- _What to produce_:
Track down each line below containing the string "while" and copy it.

(Stored data entries)
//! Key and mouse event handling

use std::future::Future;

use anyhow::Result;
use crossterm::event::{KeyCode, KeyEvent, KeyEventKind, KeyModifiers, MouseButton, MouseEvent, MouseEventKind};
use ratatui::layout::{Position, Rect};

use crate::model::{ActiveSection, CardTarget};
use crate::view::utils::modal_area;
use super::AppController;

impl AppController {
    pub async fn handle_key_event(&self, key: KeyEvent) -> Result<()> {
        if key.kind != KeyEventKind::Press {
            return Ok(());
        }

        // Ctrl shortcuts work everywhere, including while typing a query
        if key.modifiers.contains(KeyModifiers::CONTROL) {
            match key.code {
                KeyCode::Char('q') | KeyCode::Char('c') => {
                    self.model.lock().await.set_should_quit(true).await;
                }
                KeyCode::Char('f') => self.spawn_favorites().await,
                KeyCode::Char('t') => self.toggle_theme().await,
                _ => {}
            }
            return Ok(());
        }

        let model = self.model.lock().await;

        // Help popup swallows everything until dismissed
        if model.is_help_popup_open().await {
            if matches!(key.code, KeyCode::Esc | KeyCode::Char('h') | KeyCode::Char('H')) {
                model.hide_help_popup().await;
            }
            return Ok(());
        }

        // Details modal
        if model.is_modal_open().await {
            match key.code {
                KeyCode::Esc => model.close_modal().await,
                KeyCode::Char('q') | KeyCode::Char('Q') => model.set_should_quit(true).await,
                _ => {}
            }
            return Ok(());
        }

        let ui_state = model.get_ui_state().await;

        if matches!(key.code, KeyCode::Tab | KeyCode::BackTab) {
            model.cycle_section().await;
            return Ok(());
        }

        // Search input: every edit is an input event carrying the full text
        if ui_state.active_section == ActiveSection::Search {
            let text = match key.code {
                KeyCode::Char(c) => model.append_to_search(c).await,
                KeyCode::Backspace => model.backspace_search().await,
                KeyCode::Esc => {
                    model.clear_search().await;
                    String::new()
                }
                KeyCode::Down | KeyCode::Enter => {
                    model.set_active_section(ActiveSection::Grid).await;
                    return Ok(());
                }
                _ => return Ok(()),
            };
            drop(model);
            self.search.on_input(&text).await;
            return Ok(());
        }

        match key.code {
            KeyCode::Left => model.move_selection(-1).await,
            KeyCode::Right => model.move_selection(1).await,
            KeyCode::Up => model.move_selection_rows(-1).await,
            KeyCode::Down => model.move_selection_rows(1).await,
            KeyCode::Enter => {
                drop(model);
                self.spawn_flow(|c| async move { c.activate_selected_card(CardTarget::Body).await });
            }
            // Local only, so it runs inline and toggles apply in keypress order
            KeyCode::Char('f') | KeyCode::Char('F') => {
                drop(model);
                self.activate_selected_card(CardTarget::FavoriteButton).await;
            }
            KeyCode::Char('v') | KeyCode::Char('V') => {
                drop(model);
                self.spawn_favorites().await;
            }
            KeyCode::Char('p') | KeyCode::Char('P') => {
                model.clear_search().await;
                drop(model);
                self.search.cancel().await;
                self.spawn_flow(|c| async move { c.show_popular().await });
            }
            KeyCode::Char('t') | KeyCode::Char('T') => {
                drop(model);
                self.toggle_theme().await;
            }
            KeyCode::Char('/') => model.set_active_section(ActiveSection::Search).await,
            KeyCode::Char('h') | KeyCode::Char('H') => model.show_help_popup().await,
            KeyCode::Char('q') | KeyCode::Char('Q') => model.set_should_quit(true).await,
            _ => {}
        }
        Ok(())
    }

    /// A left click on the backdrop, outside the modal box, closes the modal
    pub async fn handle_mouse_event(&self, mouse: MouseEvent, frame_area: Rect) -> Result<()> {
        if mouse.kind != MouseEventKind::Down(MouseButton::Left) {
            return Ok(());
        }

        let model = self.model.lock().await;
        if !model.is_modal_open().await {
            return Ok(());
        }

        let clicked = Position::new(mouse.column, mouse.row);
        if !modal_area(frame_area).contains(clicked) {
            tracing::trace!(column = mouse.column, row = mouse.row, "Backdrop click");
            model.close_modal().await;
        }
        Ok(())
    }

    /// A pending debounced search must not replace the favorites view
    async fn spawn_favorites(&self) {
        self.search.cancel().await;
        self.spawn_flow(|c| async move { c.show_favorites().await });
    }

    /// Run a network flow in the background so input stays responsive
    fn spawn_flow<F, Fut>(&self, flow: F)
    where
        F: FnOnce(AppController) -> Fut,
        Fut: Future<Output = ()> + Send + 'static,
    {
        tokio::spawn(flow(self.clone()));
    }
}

--

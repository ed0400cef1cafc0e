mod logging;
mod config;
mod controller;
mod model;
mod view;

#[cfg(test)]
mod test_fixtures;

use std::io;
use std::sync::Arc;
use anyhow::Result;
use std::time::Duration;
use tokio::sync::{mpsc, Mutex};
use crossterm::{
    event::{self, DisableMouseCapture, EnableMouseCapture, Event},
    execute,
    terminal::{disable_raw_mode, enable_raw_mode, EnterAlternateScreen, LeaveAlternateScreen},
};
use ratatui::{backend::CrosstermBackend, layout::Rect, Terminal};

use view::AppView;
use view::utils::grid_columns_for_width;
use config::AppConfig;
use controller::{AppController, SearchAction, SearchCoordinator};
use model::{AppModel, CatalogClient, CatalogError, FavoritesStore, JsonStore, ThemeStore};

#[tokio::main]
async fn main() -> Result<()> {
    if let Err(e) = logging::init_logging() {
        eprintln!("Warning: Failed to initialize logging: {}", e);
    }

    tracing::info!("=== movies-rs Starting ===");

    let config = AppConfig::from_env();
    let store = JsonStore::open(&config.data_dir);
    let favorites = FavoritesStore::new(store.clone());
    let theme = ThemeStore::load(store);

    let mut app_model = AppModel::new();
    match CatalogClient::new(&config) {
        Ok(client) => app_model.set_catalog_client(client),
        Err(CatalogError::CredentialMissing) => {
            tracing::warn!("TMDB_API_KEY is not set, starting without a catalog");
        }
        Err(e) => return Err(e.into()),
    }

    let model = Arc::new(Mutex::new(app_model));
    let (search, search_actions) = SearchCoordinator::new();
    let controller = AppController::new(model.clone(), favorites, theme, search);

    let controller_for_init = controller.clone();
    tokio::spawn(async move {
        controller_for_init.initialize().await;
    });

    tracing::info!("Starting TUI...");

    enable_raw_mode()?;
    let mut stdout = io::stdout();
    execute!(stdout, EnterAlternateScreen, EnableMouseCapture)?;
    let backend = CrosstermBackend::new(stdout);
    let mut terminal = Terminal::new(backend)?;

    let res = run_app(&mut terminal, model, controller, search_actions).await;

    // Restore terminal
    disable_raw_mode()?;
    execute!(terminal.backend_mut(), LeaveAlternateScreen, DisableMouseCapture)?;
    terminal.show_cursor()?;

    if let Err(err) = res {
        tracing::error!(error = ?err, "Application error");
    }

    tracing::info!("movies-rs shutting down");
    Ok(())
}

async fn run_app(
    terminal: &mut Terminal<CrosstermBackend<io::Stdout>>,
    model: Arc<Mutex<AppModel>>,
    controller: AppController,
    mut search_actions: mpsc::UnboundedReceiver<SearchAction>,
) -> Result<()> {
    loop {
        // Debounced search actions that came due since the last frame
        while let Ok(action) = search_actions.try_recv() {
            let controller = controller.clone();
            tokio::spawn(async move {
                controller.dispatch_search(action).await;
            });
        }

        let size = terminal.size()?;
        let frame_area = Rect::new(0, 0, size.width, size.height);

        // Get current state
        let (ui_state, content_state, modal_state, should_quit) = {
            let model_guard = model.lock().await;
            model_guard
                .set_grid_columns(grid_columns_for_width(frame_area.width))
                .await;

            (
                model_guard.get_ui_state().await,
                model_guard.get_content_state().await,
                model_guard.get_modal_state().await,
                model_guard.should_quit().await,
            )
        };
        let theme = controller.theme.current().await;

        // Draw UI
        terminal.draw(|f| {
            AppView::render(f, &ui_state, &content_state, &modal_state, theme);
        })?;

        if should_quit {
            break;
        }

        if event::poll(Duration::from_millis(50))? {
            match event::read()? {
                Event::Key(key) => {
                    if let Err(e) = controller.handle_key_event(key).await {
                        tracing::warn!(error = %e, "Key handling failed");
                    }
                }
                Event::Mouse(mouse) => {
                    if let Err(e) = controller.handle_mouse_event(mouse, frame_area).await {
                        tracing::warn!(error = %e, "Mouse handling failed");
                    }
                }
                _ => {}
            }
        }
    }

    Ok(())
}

- _Result of this exercise_:
        // Ctrl shortcuts work everywhere, including while typing a query
        while let Ok(action) = search_actions.try_recv() {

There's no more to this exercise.